What to do
Please output every record exactly, keeping each line as it is.

Records for processing
########

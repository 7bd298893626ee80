//! Accept replay streams over TCP and play them.
//!
//! One client at a time. Each connection carries the prelude, one `STREAM_INFO` frame and then
//! sample frames until `END` (or the sender hangs up).

use std::io::{BufReader, ErrorKind, Read};
use std::net::{TcpListener, TcpStream};
use std::sync::Arc;
use std::sync::atomic::{AtomicBool, Ordering};
use std::time::Duration;

use anyhow::{Context, Result, anyhow, bail};
use cpal::traits::StreamTrait;
use replay_proto::{CHANNEL_FORMAT_FLOAT32, FrameKind, StreamInfo};

use crate::config::ReceiverConfig;
use crate::device;
use crate::playback::{self, OutputCounters};
use crate::queue::SharedAudio;

pub const MAX_CHANNELS: u16 = 8;
/// Largest relative difference between stream and device rates accepted without resampling.
pub const RATE_TOLERANCE: f64 = 0.001;

const ACCEPT_POLL: Duration = Duration::from_millis(50);

/// What the reader saw on one connection.
#[derive(Clone, Copy, Debug, Default, PartialEq, Eq)]
pub struct PumpSummary {
    pub frames: u64,
    /// Passes announced by the sender, including the first.
    pub passes: u64,
    /// `END` was received (as opposed to a hang-up or cancel).
    pub ended: bool,
}

/// Reject layouts the output path cannot carry.
pub fn check_stream(info: &StreamInfo) -> Result<()> {
    if info.channel_count == 0 || info.channel_count > MAX_CHANNELS {
        bail!(
            "stream has {} channels (supported: 1..={MAX_CHANNELS})",
            info.channel_count
        );
    }
    if info.channel_format != CHANNEL_FORMAT_FLOAT32 {
        bail!("unsupported channel format {}", info.channel_format);
    }
    if info.nominal_srate == 0 {
        bail!("stream has no sample rate");
    }
    Ok(())
}

/// Fail unless the device runs within [`RATE_TOLERANCE`] of the stream's nominal rate.
pub fn check_device_rate(stream_hz: u32, device_hz: u32) -> Result<()> {
    let diff = stream_hz.abs_diff(device_hz) as f64;
    if diff > stream_hz as f64 * RATE_TOLERANCE {
        bail!(
            "device rate {device_hz} Hz does not match stream rate {stream_hz} Hz (no resampling)"
        );
    }
    Ok(())
}

/// Read the prelude and the leading `STREAM_INFO` frame.
pub fn read_stream_header(r: &mut impl Read) -> Result<StreamInfo> {
    replay_proto::read_prelude(&mut *r).context("read prelude")?;
    let (kind, payload) = replay_proto::read_frame(&mut *r).context("read stream info")?;
    match kind {
        FrameKind::StreamInfo => {
            replay_proto::decode_stream_info(&payload).context("decode stream info")
        }
        FrameKind::Error => Err(anyhow!(
            "sender error: {}",
            String::from_utf8_lossy(&payload)
        )),
        other => Err(anyhow!("expected STREAM_INFO, got {other:?}")),
    }
}

/// Move sample frames from `r` into `queue` until `END`, hang-up or cancel.
pub fn pump_samples(
    r: &mut impl Read,
    channels: usize,
    queue: &SharedAudio,
    cancel: &AtomicBool,
) -> Result<PumpSummary> {
    let mut summary = PumpSummary {
        passes: 1,
        ..PumpSummary::default()
    };
    let mut samples = Vec::new();

    while !cancel.load(Ordering::Relaxed) {
        let (kind, payload) = match replay_proto::read_frame(&mut *r) {
            Ok(frame) => frame,
            Err(e) if e.kind() == ErrorKind::UnexpectedEof => {
                tracing::warn!(frames = summary.frames, "sender disconnected before END");
                return Ok(summary);
            }
            Err(e) => return Err(e).context("read frame"),
        };

        match kind {
            FrameKind::Samples => {
                samples.clear();
                let frames = replay_proto::decode_samples(&payload, channels, &mut samples)?;
                if !queue.push_interleaved_blocking(&samples) {
                    return Ok(summary);
                }
                summary.frames += frames as u64;
            }
            FrameKind::PassStart => {
                summary.passes += 1;
                tracing::info!(pass = summary.passes, frames = summary.frames, "sender looped");
            }
            FrameKind::End => {
                summary.ended = true;
                return Ok(summary);
            }
            FrameKind::Error => {
                bail!("sender error: {}", String::from_utf8_lossy(&payload));
            }
            FrameKind::StreamInfo => bail!("unexpected STREAM_INFO mid-stream"),
        }
    }
    Ok(summary)
}

/// Listen on `config.bind` and play one client at a time until `cancel` is raised.
pub fn run_receiver(config: &ReceiverConfig, cancel: Arc<AtomicBool>) -> Result<()> {
    let host = cpal::default_host();
    let device = device::pick_device(&host, config.device.as_deref())?;
    tracing::info!(
        device = %device::device_name(&device).unwrap_or_default(),
        "output device"
    );

    let listener =
        TcpListener::bind(config.bind).with_context(|| format!("bind {}", config.bind))?;
    listener
        .set_nonblocking(true)
        .context("set listener non-blocking")?;
    tracing::info!(bind = %config.bind, "listening for replay streams");

    while !cancel.load(Ordering::Relaxed) {
        let (stream, peer) = match listener.accept() {
            Ok(conn) => conn,
            Err(e) if e.kind() == ErrorKind::WouldBlock => {
                std::thread::sleep(ACCEPT_POLL);
                continue;
            }
            Err(e) => {
                tracing::warn!("accept error: {e}");
                continue;
            }
        };

        tracing::info!(peer = %peer, "client connected");
        if let Err(e) = serve_client(&device, config, stream, &cancel) {
            tracing::warn!(peer = %peer, "stream rejected or failed: {e:#}");
        }
        tracing::info!("client disconnected; ready for next connection");
    }
    Ok(())
}

fn serve_client(
    device: &cpal::Device,
    config: &ReceiverConfig,
    stream: TcpStream,
    cancel: &AtomicBool,
) -> Result<()> {
    stream
        .set_nonblocking(false)
        .context("set client blocking")?;
    let mut reader = BufReader::new(stream);

    let info = read_stream_header(&mut reader)?;
    check_stream(&info)?;

    let supported = device::pick_output_config(device, info.nominal_srate)?;
    check_device_rate(info.nominal_srate, supported.sample_rate())?;
    let mut stream_config: cpal::StreamConfig = supported.clone().into();
    if let Some(buf) = device::pick_buffer_size(&supported) {
        stream_config.buffer_size = buf;
    }

    let channels = info.channel_count as usize;
    tracing::info!(
        name = %info.name,
        kind = %info.kind,
        source = %info.source_id,
        channels,
        rate_hz = info.nominal_srate,
        device_channels = stream_config.channels,
        "stream accepted"
    );

    let queue = Arc::new(
        SharedAudio::new(channels, config.queue_frames(info.nominal_srate))
            .with_low_buffer_frames(config.low_buffer_frames(info.nominal_srate)),
    );
    let counters = Arc::new(OutputCounters::default());
    let output = playback::build_output_stream(
        device,
        &stream_config,
        supported.sample_format(),
        &queue,
        &counters,
    )?;
    output.play().context("start output stream")?;

    let pumped = pump_samples(&mut reader, channels, &queue, cancel);
    queue.close();
    let summary = match pumped {
        Ok(summary) => summary,
        Err(e) => {
            queue.clear();
            return Err(e);
        }
    };

    if summary.ended {
        queue.wait_until_drained_or_cancel(cancel);
    } else {
        queue.clear();
    }

    let (played, underrun_frames, underrun_events) = counters.snapshot();
    tracing::info!(
        frames = summary.frames,
        passes = summary.passes,
        played,
        underrun_frames,
        underrun_events,
        "stream finished"
    );
    Ok(())
}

########

Exercise solution
repository 7bd298893626ee80
//! Accept replay streams over TCP and play them.
//!
//! One client at a time. Each connection carries the prelude, one `STREAM_INFO` frame and then
//! sample frames until `END` (or the sender hangs up).

use std::io::{BufReader, ErrorKind, Read};
use std::net::{TcpListener, TcpStream};
use std::sync::Arc;
use std::sync::atomic::{AtomicBool, Ordering};
use std::time::Duration;

use anyhow::{Context, Result, anyhow, bail};
use cpal::traits::StreamTrait;
use replay_proto::{CHANNEL_FORMAT_FLOAT32, FrameKind, StreamInfo};

use crate::config::ReceiverConfig;
use crate::device;
use crate::playback::{self, OutputCounters};
use crate::queue::SharedAudio;

pub const MAX_CHANNELS: u16 = 8;
/// Largest relative difference between stream and device rates accepted without resampling.
pub const RATE_TOLERANCE: f64 = 0.001;

const ACCEPT_POLL: Duration = Duration::from_millis(50);

/// What the reader saw on one connection.
#[derive(Clone, Copy, Debug, Default, PartialEq, Eq)]
pub struct PumpSummary {
    pub frames: u64,
    /// Passes announced by the sender, including the first.
    pub passes: u64,
    /// `END` was received (as opposed to a hang-up or cancel).
    pub ended: bool,
}

/// Reject layouts the output path cannot carry.
pub fn check_stream(info: &StreamInfo) -> Result<()> {
    if info.channel_count == 0 || info.channel_count > MAX_CHANNELS {
        bail!(
            "stream has {} channels (supported: 1..={MAX_CHANNELS})",
            info.channel_count
        );
    }
    if info.channel_format != CHANNEL_FORMAT_FLOAT32 {
        bail!("unsupported channel format {}", info.channel_format);
    }
    if info.nominal_srate == 0 {
        bail!("stream has no sample rate");
    }
    Ok(())
}

/// Fail unless the device runs within [`RATE_TOLERANCE`] of the stream's nominal rate.
pub fn check_device_rate(stream_hz: u32, device_hz: u32) -> Result<()> {
    let diff = stream_hz.abs_diff(device_hz) as f64;
    if diff > stream_hz as f64 * RATE_TOLERANCE {
        bail!(
            "device rate {device_hz} Hz does not match stream rate {stream_hz} Hz (no resampling)"
        );
    }
    Ok(())
}

/// Read the prelude and the leading `STREAM_INFO` frame.
pub fn read_stream_header(r: &mut impl Read) -> Result<StreamInfo> {
    replay_proto::read_prelude(&mut *r).context("read prelude")?;
    let (kind, payload) = replay_proto::read_frame(&mut *r).context("read stream info")?;
    match kind {
        FrameKind::StreamInfo => {
            replay_proto::decode_stream_info(&payload).context("decode stream info")
        }
        FrameKind::Error => Err(anyhow!(
            "sender error: {}",
            String::from_utf8_lossy(&payload)
        )),
        other => Err(anyhow!("expected STREAM_INFO, got {other:?}")),
    }
}

/// Move sample frames from `r` into `queue` until `END`, hang-up or cancel.
pub fn pump_samples(
    r: &mut impl Read,
    channels: usize,
    queue: &SharedAudio,
    cancel: &AtomicBool,
) -> Result<PumpSummary> {
    let mut summary = PumpSummary {
        passes: 1,
        ..PumpSummary::default()
    };
    let mut samples = Vec::new();

    while !cancel.load(Ordering::Relaxed) {
        let (kind, payload) = match replay_proto::read_frame(&mut *r) {
            Ok(frame) => frame,
            Err(e) if e.kind() == ErrorKind::UnexpectedEof => {
                tracing::warn!(frames = summary.frames, "sender disconnected before END");
                return Ok(summary);
            }
            Err(e) => return Err(e).context("read frame"),
        };

        match kind {
            FrameKind::Samples => {
                samples.clear();
                let frames = replay_proto::decode_samples(&payload, channels, &mut samples)?;
                if !queue.push_interleaved_blocking(&samples) {
                    return Ok(summary);
                }
                summary.frames += frames as u64;
            }
            FrameKind::PassStart => {
                summary.passes += 1;
                tracing::info!(pass = summary.passes, frames = summary.frames, "sender looped");
            }
            FrameKind::End => {
                summary.ended = true;
                return Ok(summary);
            }
            FrameKind::Error => {
                bail!("sender error: {}", String::from_utf8_lossy(&payload));
            }
            FrameKind::StreamInfo => bail!("unexpected STREAM_INFO mid-stream"),
        }
    }
    Ok(summary)
}

/// Listen on `config.bind` and play one client at a time until `cancel` is raised.
pub fn run_receiver(config: &ReceiverConfig, cancel: Arc<AtomicBool>) -> Result<()> {
    let host = cpal::default_host();
    let device = device::pick_device(&host, config.device.as_deref())?;
    tracing::info!(
        device = %device::device_name(&device).unwrap_or_default(),
        "output device"
    );

    let listener =
        TcpListener::bind(config.bind).with_context(|| format!("bind {}", config.bind))?;
    listener
        .set_nonblocking(true)
        .context("set listener non-blocking")?;
    tracing::info!(bind = %config.bind, "listening for replay streams");

    while !cancel.load(Ordering::Relaxed) {
        let (stream, peer) = match listener.accept() {
            Ok(conn) => conn,
            Err(e) if e.kind() == ErrorKind::WouldBlock => {
                std::thread::sleep(ACCEPT_POLL);
                continue;
            }
            Err(e) => {
                tracing::warn!("accept error: {e}");
                continue;
            }
        };

        tracing::info!(peer = %peer, "client connected");
        if let Err(e) = serve_client(&device, config, stream, &cancel) {
            tracing::warn!(peer = %peer, "stream rejected or failed: {e:#}");
        }
        tracing::info!("client disconnected; ready for next connection");
    }
    Ok(())
}

fn serve_client(
    device: &cpal::Device,
    config: &ReceiverConfig,
    stream: TcpStream,
    cancel: &AtomicBool,
) -> Result<()> {
    stream
        .set_nonblocking(false)
        .context("set client blocking")?;
    let mut reader = BufReader::new(stream);

    let info = read_stream_header(&mut reader)?;
    check_stream(&info)?;

    let supported = device::pick_output_config(device, info.nominal_srate)?;
    check_device_rate(info.nominal_srate, supported.sample_rate())?;
    let mut stream_config: cpal::StreamConfig = supported.clone().into();
    if let Some(buf) = device::pick_buffer_size(&supported) {
        stream_config.buffer_size = buf;
    }

    let channels = info.channel_count as usize;
    tracing::info!(
        name = %info.name,
        kind = %info.kind,
        source = %info.source_id,
        channels,
        rate_hz = info.nominal_srate,
        device_channels = stream_config.channels,
        "stream accepted"
    );

    let queue = Arc::new(
        SharedAudio::new(channels, config.queue_frames(info.nominal_srate))
            .with_low_buffer_frames(config.low_buffer_frames(info.nominal_srate)),
    );
    let counters = Arc::new(OutputCounters::default());
    let output = playback::build_output_stream(
        device,
        &stream_config,
        supported.sample_format(),
        &queue,
        &counters,
    )?;
    output.play().context("start output stream")?;

    let pumped = pump_samples(&mut reader, channels, &queue, cancel);
    queue.close();
    let summary = match pumped {
        Ok(summary) => summary,
        Err(e) => {
            queue.clear();
            return Err(e);
        }
    };

    if summary.ended {
        queue.wait_until_drained_or_cancel(cancel);
    } else {
        queue.clear();
    }

    let (played, underrun_frames, underrun_events) = counters.snapshot();
    tracing::info!(
        frames = summary.frames,
        passes = summary.passes,
        played,
        underrun_frames,
        underrun_events,
        "stream finished"
    );
    Ok(())
}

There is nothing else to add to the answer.